_Stored items_:
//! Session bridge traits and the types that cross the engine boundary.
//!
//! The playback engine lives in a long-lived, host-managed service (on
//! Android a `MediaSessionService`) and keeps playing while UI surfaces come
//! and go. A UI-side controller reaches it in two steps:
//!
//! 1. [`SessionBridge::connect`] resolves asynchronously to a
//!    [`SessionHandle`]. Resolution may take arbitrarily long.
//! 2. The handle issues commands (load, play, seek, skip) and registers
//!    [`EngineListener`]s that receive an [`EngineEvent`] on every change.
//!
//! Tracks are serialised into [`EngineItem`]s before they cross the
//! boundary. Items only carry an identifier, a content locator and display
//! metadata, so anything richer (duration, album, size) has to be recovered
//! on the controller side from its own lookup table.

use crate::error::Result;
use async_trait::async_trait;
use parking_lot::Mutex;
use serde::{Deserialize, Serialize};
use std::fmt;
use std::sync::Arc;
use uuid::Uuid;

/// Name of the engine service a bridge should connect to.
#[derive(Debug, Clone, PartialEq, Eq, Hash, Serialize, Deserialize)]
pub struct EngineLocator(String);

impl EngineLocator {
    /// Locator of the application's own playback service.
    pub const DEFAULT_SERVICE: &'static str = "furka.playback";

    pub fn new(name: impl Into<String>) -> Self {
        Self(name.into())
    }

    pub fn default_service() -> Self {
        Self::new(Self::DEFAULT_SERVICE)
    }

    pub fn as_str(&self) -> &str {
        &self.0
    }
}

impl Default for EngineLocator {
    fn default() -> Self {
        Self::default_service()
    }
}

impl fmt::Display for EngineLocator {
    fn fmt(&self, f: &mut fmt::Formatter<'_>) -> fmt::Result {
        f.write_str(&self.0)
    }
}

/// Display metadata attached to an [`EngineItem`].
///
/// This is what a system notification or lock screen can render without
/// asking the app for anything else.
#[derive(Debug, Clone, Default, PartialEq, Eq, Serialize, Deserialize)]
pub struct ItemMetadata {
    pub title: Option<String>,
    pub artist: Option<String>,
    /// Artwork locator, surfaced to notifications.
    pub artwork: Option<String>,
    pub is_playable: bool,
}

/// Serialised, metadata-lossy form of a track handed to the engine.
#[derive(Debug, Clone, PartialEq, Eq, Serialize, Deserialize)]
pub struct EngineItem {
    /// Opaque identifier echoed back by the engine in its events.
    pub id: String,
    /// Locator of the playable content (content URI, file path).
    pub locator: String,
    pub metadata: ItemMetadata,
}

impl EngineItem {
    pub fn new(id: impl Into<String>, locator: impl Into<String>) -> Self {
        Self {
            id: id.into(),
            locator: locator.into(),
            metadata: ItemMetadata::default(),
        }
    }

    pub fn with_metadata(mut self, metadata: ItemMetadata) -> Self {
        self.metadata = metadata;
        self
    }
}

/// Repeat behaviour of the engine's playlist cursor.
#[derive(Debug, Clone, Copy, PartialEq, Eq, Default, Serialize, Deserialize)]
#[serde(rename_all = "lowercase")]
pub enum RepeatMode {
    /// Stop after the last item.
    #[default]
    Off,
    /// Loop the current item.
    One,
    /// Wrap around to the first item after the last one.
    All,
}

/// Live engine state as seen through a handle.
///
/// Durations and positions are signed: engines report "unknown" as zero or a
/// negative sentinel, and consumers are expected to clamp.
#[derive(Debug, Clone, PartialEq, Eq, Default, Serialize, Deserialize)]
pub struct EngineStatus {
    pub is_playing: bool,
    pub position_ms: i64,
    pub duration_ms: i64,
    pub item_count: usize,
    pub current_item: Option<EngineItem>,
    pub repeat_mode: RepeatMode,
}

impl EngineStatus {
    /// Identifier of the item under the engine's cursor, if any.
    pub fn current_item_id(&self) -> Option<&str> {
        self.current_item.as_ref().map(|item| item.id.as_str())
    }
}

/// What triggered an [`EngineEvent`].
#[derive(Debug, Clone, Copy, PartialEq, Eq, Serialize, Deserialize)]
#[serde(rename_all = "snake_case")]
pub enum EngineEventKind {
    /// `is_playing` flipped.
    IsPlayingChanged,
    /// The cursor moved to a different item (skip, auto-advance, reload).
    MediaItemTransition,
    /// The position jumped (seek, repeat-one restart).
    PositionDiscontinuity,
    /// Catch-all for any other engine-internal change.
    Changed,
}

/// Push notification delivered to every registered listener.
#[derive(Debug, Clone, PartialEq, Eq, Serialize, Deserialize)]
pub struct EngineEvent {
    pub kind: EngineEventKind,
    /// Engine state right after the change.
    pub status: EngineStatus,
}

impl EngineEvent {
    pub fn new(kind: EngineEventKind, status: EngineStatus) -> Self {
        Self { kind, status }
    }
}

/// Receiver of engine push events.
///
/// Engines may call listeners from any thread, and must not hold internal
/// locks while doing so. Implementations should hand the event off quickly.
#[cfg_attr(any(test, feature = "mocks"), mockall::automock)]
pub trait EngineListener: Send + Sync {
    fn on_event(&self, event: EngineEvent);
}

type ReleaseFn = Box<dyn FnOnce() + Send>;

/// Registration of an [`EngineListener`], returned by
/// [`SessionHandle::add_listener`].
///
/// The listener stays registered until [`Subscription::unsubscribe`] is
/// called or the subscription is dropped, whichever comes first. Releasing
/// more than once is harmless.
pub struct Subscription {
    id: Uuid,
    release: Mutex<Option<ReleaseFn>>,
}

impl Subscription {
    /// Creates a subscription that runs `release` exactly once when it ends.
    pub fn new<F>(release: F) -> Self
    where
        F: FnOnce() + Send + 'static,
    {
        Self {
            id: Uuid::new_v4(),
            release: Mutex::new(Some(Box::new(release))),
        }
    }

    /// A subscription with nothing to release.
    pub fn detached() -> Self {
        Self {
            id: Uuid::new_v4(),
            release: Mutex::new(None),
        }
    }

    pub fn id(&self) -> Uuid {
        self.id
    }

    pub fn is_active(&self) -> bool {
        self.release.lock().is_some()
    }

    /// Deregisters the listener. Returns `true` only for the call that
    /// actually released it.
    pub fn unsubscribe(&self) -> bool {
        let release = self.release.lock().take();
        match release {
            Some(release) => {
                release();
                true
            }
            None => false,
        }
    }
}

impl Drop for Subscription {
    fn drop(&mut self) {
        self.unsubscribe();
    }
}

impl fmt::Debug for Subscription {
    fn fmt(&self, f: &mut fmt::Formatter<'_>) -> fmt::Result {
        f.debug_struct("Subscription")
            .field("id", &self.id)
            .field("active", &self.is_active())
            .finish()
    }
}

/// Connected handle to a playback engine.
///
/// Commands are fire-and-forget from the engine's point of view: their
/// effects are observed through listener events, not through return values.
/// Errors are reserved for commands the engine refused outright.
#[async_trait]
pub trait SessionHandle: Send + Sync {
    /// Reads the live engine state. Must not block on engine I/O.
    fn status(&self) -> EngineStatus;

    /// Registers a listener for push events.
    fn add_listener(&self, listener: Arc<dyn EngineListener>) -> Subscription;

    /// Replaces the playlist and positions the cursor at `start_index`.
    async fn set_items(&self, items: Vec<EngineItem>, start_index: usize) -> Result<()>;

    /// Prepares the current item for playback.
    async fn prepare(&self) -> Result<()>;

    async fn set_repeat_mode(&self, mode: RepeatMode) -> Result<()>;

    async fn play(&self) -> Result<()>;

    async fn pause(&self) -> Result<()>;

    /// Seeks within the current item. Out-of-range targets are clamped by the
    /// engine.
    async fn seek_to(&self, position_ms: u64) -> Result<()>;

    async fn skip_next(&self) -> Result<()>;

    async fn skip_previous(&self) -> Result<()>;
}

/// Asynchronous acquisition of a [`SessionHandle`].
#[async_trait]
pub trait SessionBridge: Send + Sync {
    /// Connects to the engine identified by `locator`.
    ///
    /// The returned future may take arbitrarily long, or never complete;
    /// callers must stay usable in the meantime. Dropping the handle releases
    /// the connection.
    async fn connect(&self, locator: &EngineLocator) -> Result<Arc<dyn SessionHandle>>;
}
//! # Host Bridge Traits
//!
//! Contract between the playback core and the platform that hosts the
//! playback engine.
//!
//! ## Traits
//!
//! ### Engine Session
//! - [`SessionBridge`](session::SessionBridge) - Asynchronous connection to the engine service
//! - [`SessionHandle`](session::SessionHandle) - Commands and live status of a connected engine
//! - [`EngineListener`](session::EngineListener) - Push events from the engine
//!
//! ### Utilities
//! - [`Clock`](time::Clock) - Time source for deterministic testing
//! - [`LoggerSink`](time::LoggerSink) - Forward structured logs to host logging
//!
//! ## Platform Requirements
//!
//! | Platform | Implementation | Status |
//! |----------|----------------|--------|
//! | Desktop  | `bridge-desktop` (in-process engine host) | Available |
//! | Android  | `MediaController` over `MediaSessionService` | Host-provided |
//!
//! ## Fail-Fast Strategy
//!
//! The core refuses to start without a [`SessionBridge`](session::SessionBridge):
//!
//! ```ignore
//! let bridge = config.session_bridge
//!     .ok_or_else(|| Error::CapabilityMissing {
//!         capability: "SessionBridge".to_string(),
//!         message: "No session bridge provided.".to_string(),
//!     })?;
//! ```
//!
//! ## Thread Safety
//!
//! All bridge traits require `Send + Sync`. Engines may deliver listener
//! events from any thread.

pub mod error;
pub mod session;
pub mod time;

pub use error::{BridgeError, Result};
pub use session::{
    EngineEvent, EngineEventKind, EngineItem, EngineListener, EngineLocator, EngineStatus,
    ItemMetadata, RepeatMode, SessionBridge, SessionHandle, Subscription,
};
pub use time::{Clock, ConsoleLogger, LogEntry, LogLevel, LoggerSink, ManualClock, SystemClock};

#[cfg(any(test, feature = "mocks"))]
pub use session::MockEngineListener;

_Instructions to follow_: Look through the records above and please copy every line in which the string "true" occurs.

_Result_:
    /// Deregisters the listener. Returns `true` only for the call that
                true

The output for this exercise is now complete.